EXERCISE OBJECTIVE: Scan the data below and give the number of lines that include the word "installation", with no other words.

Stored data entries
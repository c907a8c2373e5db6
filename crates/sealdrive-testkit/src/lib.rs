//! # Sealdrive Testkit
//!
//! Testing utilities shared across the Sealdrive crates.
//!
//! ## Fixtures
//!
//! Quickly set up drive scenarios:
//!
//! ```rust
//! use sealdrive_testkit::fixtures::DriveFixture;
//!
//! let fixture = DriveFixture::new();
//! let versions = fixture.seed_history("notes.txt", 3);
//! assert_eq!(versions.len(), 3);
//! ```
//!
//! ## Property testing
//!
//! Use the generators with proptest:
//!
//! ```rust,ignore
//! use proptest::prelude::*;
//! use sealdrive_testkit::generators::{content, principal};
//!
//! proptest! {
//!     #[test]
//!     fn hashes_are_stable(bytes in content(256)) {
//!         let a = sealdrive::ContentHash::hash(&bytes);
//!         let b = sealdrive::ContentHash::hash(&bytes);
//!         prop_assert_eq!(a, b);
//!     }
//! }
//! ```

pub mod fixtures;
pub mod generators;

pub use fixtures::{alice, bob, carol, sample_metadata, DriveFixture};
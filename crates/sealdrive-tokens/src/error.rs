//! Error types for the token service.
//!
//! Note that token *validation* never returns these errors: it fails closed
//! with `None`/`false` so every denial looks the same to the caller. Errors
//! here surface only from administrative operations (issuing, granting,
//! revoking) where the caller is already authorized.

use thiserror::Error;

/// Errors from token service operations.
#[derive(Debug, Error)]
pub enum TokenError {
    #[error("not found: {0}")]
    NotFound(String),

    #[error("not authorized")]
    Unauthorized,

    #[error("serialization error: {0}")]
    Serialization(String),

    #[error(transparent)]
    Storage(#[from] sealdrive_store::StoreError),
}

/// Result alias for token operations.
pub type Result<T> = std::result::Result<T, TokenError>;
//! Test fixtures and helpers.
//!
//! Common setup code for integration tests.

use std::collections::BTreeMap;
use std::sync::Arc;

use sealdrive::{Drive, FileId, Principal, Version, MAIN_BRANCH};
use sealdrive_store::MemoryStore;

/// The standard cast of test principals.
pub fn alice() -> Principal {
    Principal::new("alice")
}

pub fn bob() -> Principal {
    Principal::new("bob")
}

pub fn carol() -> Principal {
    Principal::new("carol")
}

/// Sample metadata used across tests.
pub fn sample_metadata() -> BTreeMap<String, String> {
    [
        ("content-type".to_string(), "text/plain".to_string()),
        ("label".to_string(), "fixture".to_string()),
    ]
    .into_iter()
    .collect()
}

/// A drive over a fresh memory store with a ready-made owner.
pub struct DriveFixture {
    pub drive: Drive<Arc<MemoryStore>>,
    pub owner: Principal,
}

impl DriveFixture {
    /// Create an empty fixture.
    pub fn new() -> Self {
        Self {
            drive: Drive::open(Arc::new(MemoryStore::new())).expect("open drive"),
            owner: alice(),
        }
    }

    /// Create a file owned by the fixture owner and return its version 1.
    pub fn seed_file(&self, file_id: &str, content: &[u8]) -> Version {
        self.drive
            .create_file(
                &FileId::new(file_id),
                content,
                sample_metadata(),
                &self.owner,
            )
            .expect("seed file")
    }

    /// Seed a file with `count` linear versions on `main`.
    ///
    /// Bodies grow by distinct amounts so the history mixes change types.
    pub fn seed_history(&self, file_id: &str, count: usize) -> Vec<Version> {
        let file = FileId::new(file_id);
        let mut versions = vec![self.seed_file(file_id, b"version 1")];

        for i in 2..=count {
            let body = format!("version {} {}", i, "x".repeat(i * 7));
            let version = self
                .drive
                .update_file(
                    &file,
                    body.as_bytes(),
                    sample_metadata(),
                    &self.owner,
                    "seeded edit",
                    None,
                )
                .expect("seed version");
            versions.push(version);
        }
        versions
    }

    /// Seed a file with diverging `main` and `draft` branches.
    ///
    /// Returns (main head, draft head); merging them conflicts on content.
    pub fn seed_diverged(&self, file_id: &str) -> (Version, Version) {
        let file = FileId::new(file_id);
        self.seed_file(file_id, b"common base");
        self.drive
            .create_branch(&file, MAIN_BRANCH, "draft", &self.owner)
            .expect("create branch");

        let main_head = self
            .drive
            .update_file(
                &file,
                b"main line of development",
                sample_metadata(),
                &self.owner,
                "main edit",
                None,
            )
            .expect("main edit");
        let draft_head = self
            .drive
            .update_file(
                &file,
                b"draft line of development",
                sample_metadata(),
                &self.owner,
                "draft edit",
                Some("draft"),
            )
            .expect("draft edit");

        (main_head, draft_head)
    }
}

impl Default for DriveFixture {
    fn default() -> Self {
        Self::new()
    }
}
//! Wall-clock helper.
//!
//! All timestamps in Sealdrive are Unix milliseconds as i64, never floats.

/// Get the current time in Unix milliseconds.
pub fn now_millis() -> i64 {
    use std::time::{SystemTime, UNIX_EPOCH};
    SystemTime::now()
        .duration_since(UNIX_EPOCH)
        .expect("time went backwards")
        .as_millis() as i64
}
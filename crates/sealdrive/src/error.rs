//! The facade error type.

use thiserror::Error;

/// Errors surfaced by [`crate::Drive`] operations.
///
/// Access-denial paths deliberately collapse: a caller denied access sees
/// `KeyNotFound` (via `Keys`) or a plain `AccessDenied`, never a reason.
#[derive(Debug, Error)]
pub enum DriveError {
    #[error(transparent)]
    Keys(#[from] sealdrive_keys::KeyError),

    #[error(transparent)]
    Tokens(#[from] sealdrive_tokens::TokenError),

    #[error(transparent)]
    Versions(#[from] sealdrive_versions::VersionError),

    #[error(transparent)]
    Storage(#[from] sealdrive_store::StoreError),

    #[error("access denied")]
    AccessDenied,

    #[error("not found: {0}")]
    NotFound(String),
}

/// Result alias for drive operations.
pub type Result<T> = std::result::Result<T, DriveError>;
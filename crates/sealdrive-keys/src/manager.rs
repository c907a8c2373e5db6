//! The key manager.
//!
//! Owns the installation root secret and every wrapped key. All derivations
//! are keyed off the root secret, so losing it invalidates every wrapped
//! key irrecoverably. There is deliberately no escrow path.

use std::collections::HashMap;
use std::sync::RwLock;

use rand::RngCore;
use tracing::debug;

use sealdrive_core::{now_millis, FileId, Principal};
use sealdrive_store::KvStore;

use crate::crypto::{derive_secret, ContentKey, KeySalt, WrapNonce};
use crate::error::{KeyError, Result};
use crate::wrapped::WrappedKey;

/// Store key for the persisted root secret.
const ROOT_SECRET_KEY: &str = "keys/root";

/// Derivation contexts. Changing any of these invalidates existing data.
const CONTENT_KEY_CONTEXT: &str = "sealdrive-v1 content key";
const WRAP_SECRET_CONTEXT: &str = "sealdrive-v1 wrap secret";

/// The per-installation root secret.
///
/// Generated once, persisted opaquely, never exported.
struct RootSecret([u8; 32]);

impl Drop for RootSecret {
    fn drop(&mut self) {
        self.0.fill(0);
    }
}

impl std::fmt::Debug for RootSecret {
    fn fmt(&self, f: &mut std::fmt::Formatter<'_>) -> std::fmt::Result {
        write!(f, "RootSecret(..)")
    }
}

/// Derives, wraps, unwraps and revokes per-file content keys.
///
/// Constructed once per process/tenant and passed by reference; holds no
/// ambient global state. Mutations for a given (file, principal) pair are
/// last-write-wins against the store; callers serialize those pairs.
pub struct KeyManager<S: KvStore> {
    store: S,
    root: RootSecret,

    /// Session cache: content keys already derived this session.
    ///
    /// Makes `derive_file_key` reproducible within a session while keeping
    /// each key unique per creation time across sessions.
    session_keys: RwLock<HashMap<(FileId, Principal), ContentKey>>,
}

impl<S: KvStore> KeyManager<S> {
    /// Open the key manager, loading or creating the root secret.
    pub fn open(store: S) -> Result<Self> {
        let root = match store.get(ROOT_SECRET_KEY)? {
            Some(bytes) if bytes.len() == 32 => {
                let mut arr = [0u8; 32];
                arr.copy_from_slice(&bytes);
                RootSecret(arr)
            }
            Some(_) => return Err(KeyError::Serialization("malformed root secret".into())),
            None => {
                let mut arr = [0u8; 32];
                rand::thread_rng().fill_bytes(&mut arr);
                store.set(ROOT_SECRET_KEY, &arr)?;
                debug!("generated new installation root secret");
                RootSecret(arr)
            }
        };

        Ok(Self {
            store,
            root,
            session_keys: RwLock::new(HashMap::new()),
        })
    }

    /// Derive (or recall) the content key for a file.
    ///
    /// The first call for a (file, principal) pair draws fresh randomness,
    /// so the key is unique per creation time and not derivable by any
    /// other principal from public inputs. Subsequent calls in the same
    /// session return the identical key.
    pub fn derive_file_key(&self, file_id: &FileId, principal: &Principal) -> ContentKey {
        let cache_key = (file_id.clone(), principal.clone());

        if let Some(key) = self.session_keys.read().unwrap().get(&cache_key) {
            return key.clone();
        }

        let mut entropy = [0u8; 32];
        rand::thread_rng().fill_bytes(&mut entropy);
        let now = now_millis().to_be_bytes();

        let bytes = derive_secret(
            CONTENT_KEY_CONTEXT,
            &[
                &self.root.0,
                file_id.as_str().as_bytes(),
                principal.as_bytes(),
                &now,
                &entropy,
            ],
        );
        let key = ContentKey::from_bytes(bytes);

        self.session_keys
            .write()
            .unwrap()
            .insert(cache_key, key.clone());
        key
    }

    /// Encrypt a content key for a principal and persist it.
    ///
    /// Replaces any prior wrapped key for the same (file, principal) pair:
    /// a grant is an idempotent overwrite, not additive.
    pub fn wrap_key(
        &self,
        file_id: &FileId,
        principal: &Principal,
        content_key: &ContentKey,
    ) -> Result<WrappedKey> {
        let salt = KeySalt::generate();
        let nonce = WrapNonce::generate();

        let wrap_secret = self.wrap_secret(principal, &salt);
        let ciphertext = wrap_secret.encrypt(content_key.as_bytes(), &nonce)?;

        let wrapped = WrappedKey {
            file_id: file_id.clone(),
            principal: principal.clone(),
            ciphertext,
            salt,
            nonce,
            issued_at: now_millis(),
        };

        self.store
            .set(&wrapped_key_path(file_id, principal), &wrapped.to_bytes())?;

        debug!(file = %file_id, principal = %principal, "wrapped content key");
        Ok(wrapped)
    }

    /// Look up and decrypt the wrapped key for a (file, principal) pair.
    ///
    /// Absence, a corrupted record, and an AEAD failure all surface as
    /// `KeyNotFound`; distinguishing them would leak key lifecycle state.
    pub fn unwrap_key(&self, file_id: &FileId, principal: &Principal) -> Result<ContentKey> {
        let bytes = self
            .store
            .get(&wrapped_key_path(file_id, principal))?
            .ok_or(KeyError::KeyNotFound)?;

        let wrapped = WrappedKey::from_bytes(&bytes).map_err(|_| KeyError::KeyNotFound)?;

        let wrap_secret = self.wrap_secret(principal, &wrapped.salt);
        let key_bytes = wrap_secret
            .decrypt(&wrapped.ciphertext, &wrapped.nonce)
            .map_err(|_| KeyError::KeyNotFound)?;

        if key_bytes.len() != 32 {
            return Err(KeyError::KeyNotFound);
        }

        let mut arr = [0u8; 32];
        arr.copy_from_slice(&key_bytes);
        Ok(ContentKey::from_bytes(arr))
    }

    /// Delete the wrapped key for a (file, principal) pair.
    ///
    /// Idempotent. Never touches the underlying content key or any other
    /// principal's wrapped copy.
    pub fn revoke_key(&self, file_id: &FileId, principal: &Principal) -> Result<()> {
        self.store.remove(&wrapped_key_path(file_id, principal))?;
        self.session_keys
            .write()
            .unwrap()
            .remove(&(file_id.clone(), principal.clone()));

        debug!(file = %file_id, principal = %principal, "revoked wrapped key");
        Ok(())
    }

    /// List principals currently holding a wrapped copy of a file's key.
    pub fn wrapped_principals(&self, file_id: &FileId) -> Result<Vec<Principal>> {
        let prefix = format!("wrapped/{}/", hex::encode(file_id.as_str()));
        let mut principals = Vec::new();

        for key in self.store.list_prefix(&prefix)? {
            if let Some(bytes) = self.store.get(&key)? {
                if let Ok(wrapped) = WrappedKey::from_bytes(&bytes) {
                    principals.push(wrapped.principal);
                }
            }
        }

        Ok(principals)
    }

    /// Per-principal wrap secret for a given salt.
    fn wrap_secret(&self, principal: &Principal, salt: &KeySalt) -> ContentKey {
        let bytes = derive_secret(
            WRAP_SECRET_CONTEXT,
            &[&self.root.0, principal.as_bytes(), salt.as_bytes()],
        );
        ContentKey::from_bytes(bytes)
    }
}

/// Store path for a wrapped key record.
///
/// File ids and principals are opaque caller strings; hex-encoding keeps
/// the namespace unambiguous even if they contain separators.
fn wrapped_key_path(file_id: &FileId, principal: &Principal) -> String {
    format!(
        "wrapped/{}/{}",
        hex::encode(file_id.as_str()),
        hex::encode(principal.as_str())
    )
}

TASK RESPONSE: 3